Certes, l’urgence de l’un n’est pas celle de l’autre, et il faut parfois accepter le rythme de celui qu’on sollicite. Si le monde psychiatrique présente parfois le réflexe de tempérer les choses à notre insu, il nous apprend aussi à nous, soldats du protectionnels, qu’en prenant le temps de discuter de ce qui se passe (au sens de « méta-communiquer »), on donne à l’ado l’opportunité de puiser dans ses propres ressources pour se positionner. Il m’est ainsi arrivé de participer à la procédure de pré-admission d’un jeune dans un hôpital psychiatrique et de voir, au travers de l’écoute d’une équipe tierce, la crise s’estomper. Evoquer la piste d’une hospitalisation n’est pas sans conséquences et le fait de les mesurer a parfois valeur pour le jeune de prendre une autre direction.

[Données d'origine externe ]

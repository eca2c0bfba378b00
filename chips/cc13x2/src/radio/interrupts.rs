// Licensed under the Apache License, Version 2.0 or the MIT License.
// SPDX-License-Identifier: Apache-2.0 OR MIT
// Copyright Tock Contributors 2022.

//! Interrupt gateway for the two CPE interrupt lines.
//!
//! The RF core raises its command and packet engine (CPE) events on two
//! NVIC lines. RFCPEISL picks the line for each event: internal errors go
//! to CPE1, everything else to CPE0. Routing and enable masks are only
//! changed inside a critical section so an interrupt handler never sees
//! them half configured.

use core::cell::Cell;

use log::{debug, warn};

use crate::config::{Config, PreconditionPolicy};
use crate::errorcode::RfcError;
use crate::hil::{DoorbellRegisters, InterruptLine, RfcPowerControl};

/// RFCPEIFG.LAST_COMMAND_DONE
pub const CPE_LAST_COMMAND_DONE: u32 = 1 << 1;
/// RFCPEIFG.LAST_FG_COMMAND_DONE
pub const CPE_LAST_FG_COMMAND_DONE: u32 = 1 << 3;
/// RFCPEIFG.INTERNAL_ERROR
pub const CPE_INTERNAL_ERROR: u32 = 1 << 31;

const CPE1_SOURCES: u32 = CPE_INTERNAL_ERROR;
const CPE0_SOURCES: u32 = CPE_LAST_COMMAND_DONE | CPE_LAST_FG_COMMAND_DONE;

#[derive(Clone, Copy, Debug, PartialEq, Eq)]
pub enum RfcInterrupt {
    /// Command completion.
    Cpe0,
    /// Internal errors.
    Cpe1,
}

impl RfcInterrupt {
    fn index(self) -> usize {
        match self {
            RfcInterrupt::Cpe0 => 0,
            RfcInterrupt::Cpe1 => 1,
        }
    }

    fn sources(self) -> u32 {
        match self {
            RfcInterrupt::Cpe0 => CPE0_SOURCES,
            RfcInterrupt::Cpe1 => CPE1_SOURCES,
        }
    }
}

pub trait RfcInterruptClient {
    /// Called from [`InterruptGateway::handle_interrupt`] with the RFCPEIFG
    /// flags that were pending on `source`. The flags are already cleared.
    fn interrupt(&self, source: RfcInterrupt, flags: u32);
}

pub struct InterruptGateway<'a, D: DoorbellRegisters, P: RfcPowerControl, L: InterruptLine> {
    regs: &'a D,
    power: &'a P,
    cpe0: &'a L,
    cpe1: &'a L,
    clients: [Cell<Option<&'a dyn RfcInterruptClient>>; 2],
    config: Config,
}

impl<'a, D: DoorbellRegisters, P: RfcPowerControl, L: InterruptLine> InterruptGateway<'a, D, P, L> {
    pub fn new(
        regs: &'a D,
        power: &'a P,
        cpe0: &'a L,
        cpe1: &'a L,
        config: Config,
    ) -> InterruptGateway<'a, D, P, L> {
        InterruptGateway {
            regs,
            power,
            cpe0,
            cpe1,
            clients: [Cell::new(None), Cell::new(None)],
            config,
        }
    }

    pub fn set_client(&self, source: RfcInterrupt, client: &'a dyn RfcInterruptClient) {
        self.clients[source.index()].set(Some(client));
    }

    /// Routes the CPE events to the two lines and enables them.
    ///
    /// The RF power domain must be ready. What happens otherwise is
    /// decided by [`Config::unpowered_arm`].
    pub fn arm(&self) -> Result<(), RfcError> {
        if !self.power.rf_ready() {
            match self.config.unpowered_arm {
                PreconditionPolicy::Panic => {
                    panic!("rfc: CPE interrupts armed with the RF core unpowered")
                }
                PreconditionPolicy::Error => {
                    warn!("rfc: CPE interrupts armed with the RF core unpowered");
                    return Err(RfcError::NotPowered);
                }
            }
        }

        critical_section::with(|_| {
            self.regs.set_cpe_vector_select(CPE1_SOURCES);
            self.regs
                .set_cpe_interrupt_enable(CPE0_SOURCES | CPE1_SOURCES);

            self.cpe0.clear_pending();
            self.cpe1.clear_pending();
            self.cpe0.enable();
            self.cpe1.enable();
        });
        debug!("rfc: CPE interrupts armed");
        Ok(())
    }

    /// Clears and masks every CPE event, drops both clients and disables
    /// both lines.
    pub fn disarm(&self) {
        critical_section::with(|_| {
            self.regs.clear_cpe_interrupt_flags(u32::MAX);
            self.regs.set_cpe_interrupt_enable(0);
            self.regs.set_cpe_vector_select(0);

            for client in self.clients.iter() {
                client.set(None);
            }

            self.cpe0.clear_pending();
            self.cpe1.clear_pending();
            self.cpe0.disable();
            self.cpe1.disable();
        });
        debug!("rfc: CPE interrupts disarmed");
    }

    /// Entry point for the CPE0 and CPE1 interrupt handlers.
    pub fn handle_interrupt(&self, source: RfcInterrupt) {
        let flags = self.regs.cpe_interrupt_flags() & source.sources();
        if flags == 0 {
            return;
        }
        self.regs.clear_cpe_interrupt_flags(flags);

        match self.clients[source.index()].get() {
            Some(client) => client.interrupt(source, flags),
            None => debug!("rfc: {:?} flags {:#010x} with no client", source, flags),
        }
    }
}

#[cfg(test)]
mod tests {
    use super::*;
    use crate::config::PollBudget;
    use crate::radio::sim::{test_config, Event, SimLine, SimRfc};

    struct Recorder {
        calls: Cell<Option<(RfcInterrupt, u32)>>,
    }

    impl RfcInterruptClient for Recorder {
        fn interrupt(&self, source: RfcInterrupt, flags: u32) {
            self.calls.set(Some((source, flags)));
        }
    }

    fn policy(unpowered_arm: PreconditionPolicy) -> Config {
        Config {
            unpowered_arm,
            poll_budget: PollBudget::Attempts(4),
            ..test_config()
        }
    }

    #[test]
    fn arm_routes_errors_to_cpe1() {
        let sim = SimRfc::powered();
        let (cpe0, cpe1) = (SimLine::new(&sim, 9), SimLine::new(&sim, 2));
        let gateway = InterruptGateway::new(&sim, &sim, &cpe0, &cpe1, test_config());

        assert_eq!(gateway.arm(), Ok(()));
        assert_eq!(
            sim.cpe_routing(),
            (
                CPE_INTERNAL_ERROR,
                CPE_LAST_COMMAND_DONE | CPE_LAST_FG_COMMAND_DONE | CPE_INTERNAL_ERROR
            )
        );
        assert!(cpe0.enabled.get() && cpe1.enabled.get());
        // Pending state is cleared before the lines are enabled.
        assert!(
            sim.position(Event::LineClearPending(9)).unwrap()
                < sim.position(Event::LineEnable(9)).unwrap()
        );
        assert!(
            sim.position(Event::LineClearPending(2)).unwrap()
                < sim.position(Event::LineEnable(2)).unwrap()
        );
    }

    #[test]
    fn unpowered_arm_is_an_error() {
        let sim = SimRfc::new();
        let (cpe0, cpe1) = (SimLine::new(&sim, 9), SimLine::new(&sim, 2));
        let gateway = InterruptGateway::new(
            &sim,
            &sim,
            &cpe0,
            &cpe1,
            policy(PreconditionPolicy::Error),
        );

        assert_eq!(gateway.arm(), Err(RfcError::NotPowered));
        assert!(sim.events().is_empty());
    }

    #[test]
    #[should_panic(expected = "unpowered")]
    fn unpowered_arm_can_panic() {
        let sim = SimRfc::new();
        let (cpe0, cpe1) = (SimLine::new(&sim, 9), SimLine::new(&sim, 2));
        let gateway = InterruptGateway::new(
            &sim,
            &sim,
            &cpe0,
            &cpe1,
            policy(PreconditionPolicy::Panic),
        );

        let _ = gateway.arm();
    }

    #[test]
    fn disarm_clears_everything() {
        let sim = SimRfc::powered();
        let (cpe0, cpe1) = (SimLine::new(&sim, 9), SimLine::new(&sim, 2));
        let gateway = InterruptGateway::new(&sim, &sim, &cpe0, &cpe1, test_config());
        let recorder = Recorder {
            calls: Cell::new(None),
        };
        gateway.set_client(RfcInterrupt::Cpe0, &recorder);
        gateway.arm().unwrap();
        sim.cpe_ifg.set(CPE_LAST_COMMAND_DONE);

        gateway.disarm();
        assert_eq!(sim.cpe_routing(), (0, 0));
        assert_eq!(sim.cpe_ifg.get(), 0);
        assert!(!cpe0.enabled.get() && !cpe1.enabled.get());

        // The client is gone after disarming.
        sim.cpe_ifg.set(CPE_LAST_COMMAND_DONE);
        gateway.handle_interrupt(RfcInterrupt::Cpe0);
        assert_eq!(recorder.calls.get(), None);
    }

    #[test]
    fn dispatch_by_source() {
        let sim = SimRfc::powered();
        let (cpe0, cpe1) = (SimLine::new(&sim, 9), SimLine::new(&sim, 2));
        let gateway = InterruptGateway::new(&sim, &sim, &cpe0, &cpe1, test_config());
        let done = Recorder {
            calls: Cell::new(None),
        };
        let errors = Recorder {
            calls: Cell::new(None),
        };
        gateway.set_client(RfcInterrupt::Cpe0, &done);
        gateway.set_client(RfcInterrupt::Cpe1, &errors);
        gateway.arm().unwrap();

        sim.cpe_ifg
            .set(CPE_LAST_COMMAND_DONE | CPE_INTERNAL_ERROR);
        gateway.handle_interrupt(RfcInterrupt::Cpe1);
        assert_eq!(
            errors.calls.get(),
            Some((RfcInterrupt::Cpe1, CPE_INTERNAL_ERROR))
        );
        assert_eq!(done.calls.get(), None);
        assert_eq!(sim.cpe_ifg.get(), CPE_LAST_COMMAND_DONE);

        gateway.handle_interrupt(RfcInterrupt::Cpe0);
        assert_eq!(
            done.calls.get(),
            Some((RfcInterrupt::Cpe0, CPE_LAST_COMMAND_DONE))
        );
        assert_eq!(sim.cpe_ifg.get(), 0);
    }
}
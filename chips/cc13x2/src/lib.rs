// Licensed under the Apache License, Version 2.0 or the MIT License.
// SPDX-License-Identifier: Apache-2.0 OR MIT
// Copyright Tock Contributors 2022.

//! Peripheral drivers for the RF core of the CC13x2 family.
//!
//! The RF core is a separate Cortex-M0 running TI firmware. The main MCU
//! powers it up, hands it commands through the doorbell registers and
//! learns about completion through CMDSTA, the status word of each radio
//! operation, and the CPE interrupt lines.
//!
//! Every driver in [`radio`] is generic over the register traits in
//! [`hil`]. [`chip::Cc13x2RfPeripherals`] provides the memory-mapped
//! implementations for real hardware.

#![cfg_attr(not(test), no_std)]

pub mod chip;
pub mod config;
pub mod errorcode;
pub mod fcfg;
pub mod hil;
pub mod nvic;
pub mod osc;
pub mod prcm;
pub mod radio;
pub mod rfc;
pub mod static_ref;

mod poll;

pub use crate::errorcode::{RfcError, WaitPoint};
pub use crate::static_ref::StaticRef;
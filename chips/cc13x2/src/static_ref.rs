// Licensed under the Apache License, Version 2.0 or the MIT License.
// SPDX-License-Identifier: Apache-2.0 OR MIT
// Copyright Tock Contributors 2022.

//! Wrapper type for safe pointers to static memory.

use core::ops::Deref;
use core::ptr::NonNull;

/// A pointer to statically allocated mutable data such as memory mapped I/O
/// registers.
///
/// This is a simple wrapper around a raw pointer that encapsulates an unsafe
/// dereference in a safe manner. It serve the role of creating a `&'static T`
/// given a raw address and acts similarly to `extern` definitions, except
/// `StaticRef` is subject to module and crate boundaries, while `extern`
/// definitions can be imported anywhere.
#[derive(Debug)]
pub struct StaticRef<T> {
    ptr: NonNull<T>,
}

impl<T> StaticRef<T> {
    /// Create a new `StaticRef` from a raw pointer
    ///
    /// ## Safety
    ///
    /// Callers must pass in a reference to statically allocated memory which
    /// does not overlap with other values.
    pub const unsafe fn new(ptr: *const T) -> StaticRef<T> {
        StaticRef {
            ptr: NonNull::new_unchecked(ptr.cast_mut()),
        }
    }
}

impl<T> Clone for StaticRef<T> {
    fn clone(&self) -> Self {
        *self
    }
}

impl<T> Copy for StaticRef<T> {}

impl<T> Deref for StaticRef<T> {
    type Target = T;
    fn deref(&self) -> &T {
        unsafe { self.ptr.as_ref() }
    }
}

/// A zeroed register block on the heap, standing in for a peripheral.
///
/// Read-only registers can only be set through [`TestRegisters::poke`],
/// which writes through the raw allocation and never through a `&T`.
#[cfg(test)]
pub(crate) struct TestRegisters<T> {
    ptr: NonNull<T>,
}

#[cfg(test)]
impl<T> TestRegisters<T> {
    /// `T` must be a register block, for which all zeroes is a valid value.
    pub(crate) fn zeroed() -> TestRegisters<T> {
        let block: Box<T> = Box::new(unsafe { core::mem::zeroed() });
        TestRegisters {
            ptr: unsafe { NonNull::new_unchecked(Box::into_raw(block)) },
        }
    }

    pub(crate) fn base(&self) -> StaticRef<T> {
        unsafe { StaticRef::new(self.ptr.as_ptr()) }
    }

    /// Writes the word at the register picked by `field`, as the hardware
    /// would.
    pub(crate) fn poke<R>(&self, field: impl FnOnce(*mut T) -> *mut R, value: u32) {
        let word = field(self.ptr.as_ptr()).cast::<u32>();
        unsafe { core::ptr::write_volatile(word, value) }
    }
}

#[cfg(test)]
impl<T> Deref for TestRegisters<T> {
    type Target = T;
    fn deref(&self) -> &T {
        unsafe { self.ptr.as_ref() }
    }
}

#[cfg(test)]
impl<T> Drop for TestRegisters<T> {
    fn drop(&mut self) {
        drop(unsafe { Box::from_raw(self.ptr.as_ptr()) });
    }
}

A la différence que cette fois, c’est lui qui la choisit.

Complémentarité

Le paradigme de l’aide, le secret professionnel ou la législation qui diffèrent peuvent sans doute être source de crispation lorsque ces deux univers se rencontrent. Cela dit, une fois ces états de faits dépassés, on ne peut que constater le caractère complémentaire de l’aide à la jeunesse et la santé mentale dans certaines situations. Puisque l’intérêt du jeune est au centre des pratiques de chacun, ce caractère complémentaire devient un essentiel pour offrir au jeune une aide spécialisée et humaine.